### REQUIRED WORK
Starting at the first line of the listing below and ending at the line with "pub struct MemoryStore", copy each line exactly.

### DATA RECORDS
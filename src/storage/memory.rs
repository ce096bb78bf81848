use std::collections::HashMap;
use std::sync::Arc;

use async_trait::async_trait;
use chrono::Utc;
use tokio::sync::RwLock;

use super::store::{Collection, Document, EntityStore, Patch, Query, to_document};
use crate::core::{PlanError, Result};

/// In-memory document store: one map per collection, each behind its own
/// lock so writes to different collections never contend.
pub struct MemoryStore {
    collections: HashMap<Collection, Arc<RwLock<HashMap<String, Document>>>>,
}

impl MemoryStore {
    pub fn new() -> Self {
        let mut collections = HashMap::new();
        for collection in Collection::ALL {
            collections.insert(collection, Arc::new(RwLock::new(HashMap::new())));
        }
        Self { collections }
    }

    /// Handle for concurrent access to one collection.
    fn handle(&self, collection: Collection) -> Result<Arc<RwLock<HashMap<String, Document>>>> {
        self.collections
            .get(&collection)
            .cloned()
            .ok_or_else(|| PlanError::Storage(format!("collection '{collection}' not registered")))
    }

    pub async fn len(&self, collection: Collection) -> Result<usize> {
        let handle = self.handle(collection)?;
        let map = handle.read().await;
        Ok(map.len())
    }

    pub async fn is_empty(&self, collection: Collection) -> Result<bool> {
        Ok(self.len(collection).await? == 0)
    }
}

impl Default for MemoryStore {
    fn default() -> Self {
        Self::new()
    }
}

fn doc_id(document: &Document) -> Result<String> {
    document
        .get("id")
        .and_then(Document::as_str)
        .map(str::to_string)
        .ok_or_else(|| PlanError::Storage("document has no 'id' field".to_string()))
}

fn matches(document: &Document, query: &Query) -> Result<bool> {
    match query {
        Query::ById(id) => Ok(document.get("id").and_then(Document::as_str) == Some(id.as_str())),
        Query::ByRef(object) => Ok(document.get("object") == Some(&to_document(object)?)),
    }
}

fn find_key(map: &HashMap<String, Document>, query: &Query) -> Result<Option<String>> {
    if let Query::ById(id) = query {
        return Ok(map.contains_key(id.as_str()).then(|| id.to_string()));
    }
    for (key, document) in map {
        if matches(document, query)? {
            return Ok(Some(key.clone()));
        }
    }
    Ok(None)
}

fn apply_patch(document: &mut Document, patch: &Patch) -> Result<()> {
    match patch {
        Patch::Set(fields) => {
            let Some(source) = fields.as_object() else {
                return Err(PlanError::Storage("patch is not an object".to_string()));
            };
            let Some(target) = document.as_object_mut() else {
                return Err(PlanError::Storage("patch target is not an object".to_string()));
            };
            for (key, value) in source {
                // the primary key is immutable
                if key == "id" {
                    continue;
                }
                target.insert(key.clone(), value.clone());
            }
        }
        Patch::AddToSet { field, id } => {
            let Some(target) = document.as_object_mut() else {
                return Err(PlanError::Storage("patch target is not an object".to_string()));
            };
            let entry = target
                .entry(field.to_string())
                .or_insert_with(|| Document::Array(Vec::new()));
            let Some(entries) = entry.as_array_mut() else {
                return Err(PlanError::Storage(format!("field '{field}' is not an array")));
            };
            let value = Document::String(id.to_string());
            if !entries.contains(&value) {
                entries.push(value);
            }
        }
        Patch::Pull { field, id } => {
            if let Some(entries) = document.get_mut(*field).and_then(Document::as_array_mut) {
                entries.retain(|entry| entry.as_str() != Some(id.as_str()));
            }
        }
    }

    if let Some(target) = document.as_object_mut() {
        target.insert("updatedAt".to_string(), to_document(&Utc::now())?);
    }
    Ok(())
}

#[async_trait]
impl EntityStore for MemoryStore {
    async fn insert(&self, collection: Collection, document: Document) -> Result<Document> {
        let id = doc_id(&document)?;
        let handle = self.handle(collection)?;
        let mut map = handle.write().await;

        if map.contains_key(&id) {
            return Err(PlanError::Storage(format!(
                "duplicate id '{id}' in '{collection}'"
            )));
        }
        map.insert(id, document.clone());
        Ok(document)
    }

    async fn find_one(&self, collection: Collection, query: &Query) -> Result<Option<Document>> {
        let handle = self.handle(collection)?;
        let map = handle.read().await;

        if let Query::ById(id) = query {
            return Ok(map.get(id.as_str()).cloned());
        }
        for document in map.values() {
            if matches(document, query)? {
                return Ok(Some(document.clone()));
            }
        }
        Ok(None)
    }

    async fn find_one_and_update(
        &self,
        collection: Collection,
        query: &Query,
        patch: &Patch,
    ) -> Result<Option<Document>> {
        let handle = self.handle(collection)?;
        let mut map = handle.write().await;

        let Some(key) = find_key(&map, query)? else {
            return Ok(None);
        };
        let document = map
            .get_mut(&key)
            .ok_or_else(|| PlanError::Storage(format!("lost document '{key}' mid-update")))?;
        apply_patch(document, patch)?;
        Ok(Some(document.clone()))
    }

    async fn find_one_and_delete(
        &self,
        collection: Collection,
        query: &Query,
    ) -> Result<Option<Document>> {
        let handle = self.handle(collection)?;
        let mut map = handle.write().await;

        let Some(key) = find_key(&map, query)? else {
            return Ok(None);
        };
        Ok(map.remove(&key))
    }
}

#[cfg(test)]
mod tests {
    use super::*;
    use crate::core::{EntityId, EntityType, ObjectRef};
    use serde_json::json;

    fn sample(id: &EntityId) -> Document {
        json!({ "id": id.as_str(), "name": "Trip to Saskatoon" })
    }

    #[tokio::test]
    async fn test_insert_then_find_by_id() {
        let store = MemoryStore::new();
        let id = EntityId::generate();

        store
            .insert(Collection::Planners, sample(&id))
            .await
            .unwrap();

        let found = store
            .find_one(Collection::Planners, &Query::ById(id.clone()))
            .await
            .unwrap();
        assert_eq!(found.unwrap()["name"], "Trip to Saskatoon");
    }

    #[tokio::test]
    async fn test_insert_rejects_duplicate_ids() {
        let store = MemoryStore::new();
        let id = EntityId::generate();

        store
            .insert(Collection::Planners, sample(&id))
            .await
            .unwrap();
        let err = store.insert(Collection::Planners, sample(&id)).await;
        assert!(matches!(err, Err(PlanError::Storage(_))));
    }

    #[tokio::test]
    async fn test_find_by_ref_scans_the_object_key() {
        let store = MemoryStore::new();
        let thread_id = EntityId::generate();
        let target = ObjectRef::new(EntityType::Activity, EntityId::generate());

        store
            .insert(
                Collection::CommentThreads,
                json!({
                    "id": thread_id.as_str(),
                    "object": { "id": target.id.as_str(), "collection": "Activity" },
                    "comments": [],
                }),
            )
            .await
            .unwrap();

        let found = store
            .find_one(Collection::CommentThreads, &Query::ByRef(target.clone()))
            .await
            .unwrap();
        assert_eq!(found.unwrap()["id"], thread_id.as_str());

        let other = ObjectRef::new(EntityType::Activity, EntityId::generate());
        let missing = store
            .find_one(Collection::CommentThreads, &Query::ByRef(other))
            .await
            .unwrap();
        assert!(missing.is_none());
    }

    #[tokio::test]
    async fn test_add_to_set_is_idempotent() {
        let store = MemoryStore::new();
        let id = EntityId::generate();
        let child = EntityId::generate();
        store
            .insert(Collection::Planners, sample(&id))
            .await
            .unwrap();

        for _ in 0..2 {
            store
                .find_one_and_update(
                    Collection::Planners,
                    &Query::ById(id.clone()),
                    &Patch::AddToSet {
                        field: "destinations",
                        id: child.clone(),
                    },
                )
                .await
                .unwrap();
        }

        let document = store
            .find_one(Collection::Planners, &Query::ById(id))
            .await
            .unwrap()
            .unwrap();
        assert_eq!(document["destinations"].as_array().unwrap().len(), 1);
    }

    #[tokio::test]
    async fn test_pull_removes_the_id_and_tolerates_missing_fields() {
        let store = MemoryStore::new();
        let id = EntityId::generate();
        let child = EntityId::generate();
        store
            .insert(
                Collection::Planners,
                json!({ "id": id.as_str(), "destinations": [child.as_str()] }),
            )
            .await
            .unwrap();

        store
            .find_one_and_update(
                Collection::Planners,
                &Query::ById(id.clone()),
                &Patch::Pull {
                    field: "destinations",
                    id: child.clone(),
                },
            )
            .await
            .unwrap();

        // pulling from a field that does not exist is a no-op
        store
            .find_one_and_update(
                Collection::Planners,
                &Query::ById(id.clone()),
                &Patch::Pull {
                    field: "transportations",
                    id: child,
                },
            )
            .await
            .unwrap();

        let document = store
            .find_one(Collection::Planners, &Query::ById(id))
            .await
            .unwrap()
            .unwrap();
        assert!(document["destinations"].as_array().unwrap().is_empty());
    }

    #[tokio::test]
    async fn test_delete_is_idempotent() {
        let store = MemoryStore::new();
        let id = EntityId::generate();
        store
            .insert(Collection::Planners, sample(&id))
            .await
            .unwrap();

        let first = store
            .find_one_and_delete(Collection::Planners, &Query::ById(id.clone()))
            .await
            .unwrap();
        assert!(first.is_some());

        let second = store
            .find_one_and_delete(Collection::Planners, &Query::ById(id))
            .await
            .unwrap();
        assert!(second.is_none());
    }
}
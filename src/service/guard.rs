use std::sync::Arc;

use serde::de::DeserializeOwned;

use crate::core::{EntityId, EntityType, PlanError, Result};
use crate::model::Planner;
use crate::storage::{Collection, EntityStore, Query, from_document};

/// Precondition checks gating every mutation. Identifier shape is enforced
/// by [`EntityId`] at the parse boundary; existence and access are checked
/// here before any cascade step runs, so a failed check has no side effects.
pub struct ConsistencyGuard<S> {
    store: Arc<S>,
}

impl<S: EntityStore> ConsistencyGuard<S> {
    pub fn new(store: Arc<S>) -> Self {
        Self { store }
    }

    /// Fetch an entity, failing with `RecordNotFound` if it is absent.
    pub async fn existing<T: DeserializeOwned>(&self, kind: EntityType, id: &EntityId) -> Result<T> {
        let document = self
            .store
            .find_one(Collection::for_entity(kind), &Query::ById(id.clone()))
            .await?
            .ok_or_else(|| PlanError::not_found(kind, id))?;
        from_document(document)
    }

    /// Confirm the target exists without decoding it.
    pub async fn ensure_exists(&self, kind: EntityType, id: &EntityId) -> Result<()> {
        self.store
            .find_one(Collection::for_entity(kind), &Query::ById(id.clone()))
            .await?
            .map(drop)
            .ok_or_else(|| PlanError::not_found(kind, id))
    }

    /// Planner plus read access for `actor`. Access failures surface as
    /// `RecordNotFound` so a caller without access cannot tell the planner
    /// apart from a missing one.
    pub async fn viewable_planner(&self, actor: &EntityId, id: &EntityId) -> Result<Planner> {
        let planner: Planner = self.existing(EntityType::Planner, id).await?;
        if planner.can_view(actor) {
            Ok(planner)
        } else {
            Err(PlanError::not_found(EntityType::Planner, id))
        }
    }

    /// Planner plus write access for `actor`; same absence signalling.
    pub async fn editable_planner(&self, actor: &EntityId, id: &EntityId) -> Result<Planner> {
        let planner: Planner = self.existing(EntityType::Planner, id).await?;
        if planner.can_edit(actor) {
            Ok(planner)
        } else {
            Err(PlanError::not_found(EntityType::Planner, id))
        }
    }
}
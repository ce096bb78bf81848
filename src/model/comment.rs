use chrono::{DateTime, Utc};
use serde::{Deserialize, Serialize};

use crate::core::{EntityId, ObjectRef};

/// A standalone comment record, referenced by exactly one thread at a time.
#[derive(Debug, Clone, Serialize, Deserialize)]
#[serde(rename_all = "camelCase")]
pub struct Comment {
    pub id: EntityId,
    pub created_at: DateTime<Utc>,
    pub updated_at: DateTime<Utc>,
    pub created_by: EntityId,
    pub title: String,
    pub content: String,
}

#[derive(Debug, Clone, Deserialize)]
#[serde(rename_all = "camelCase")]
pub struct CreateComment {
    pub created_by: EntityId,
    pub title: String,
    pub content: String,
}

/// The per-object comment thread: an ordered list of comment ids keyed by
/// one [`ObjectRef`]. At most one thread per ref, created lazily on first
/// comment, never directly.
#[derive(Debug, Clone, Serialize, Deserialize)]
#[serde(rename_all = "camelCase")]
pub struct CommentThread {
    pub id: EntityId,
    pub created_at: DateTime<Utc>,
    pub updated_at: DateTime<Utc>,
    pub object: ObjectRef,
    #[serde(default)]
    pub comments: Vec<EntityId>,
}

impl Comment {
    pub fn new(input: CreateComment) -> Self {
        let now = Utc::now();
        Self {
            id: EntityId::generate(),
            created_at: now,
            updated_at: now,
            created_by: input.created_by,
            title: input.title,
            content: input.content,
        }
    }
}

impl CommentThread {
    pub fn new(object: ObjectRef) -> Self {
        let now = Utc::now();
        Self {
            id: EntityId::generate(),
            created_at: now,
            updated_at: now,
            object,
            comments: Vec::new(),
        }
    }
}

### WRITTEN RESPONSE
filename src/storage/memory.rs
repository ce096bb78bf81848
use std::collections::HashMap;
use std::sync::Arc;

use async_trait::async_trait;
use chrono::Utc;
use tokio::sync::RwLock;

use super::store::{Collection, Document, EntityStore, Patch, Query, to_document};
use crate::core::{PlanError, Result};

/// In-memory document store: one map per collection, each behind its own
/// lock so writes to different collections never contend.
pub struct MemoryStore {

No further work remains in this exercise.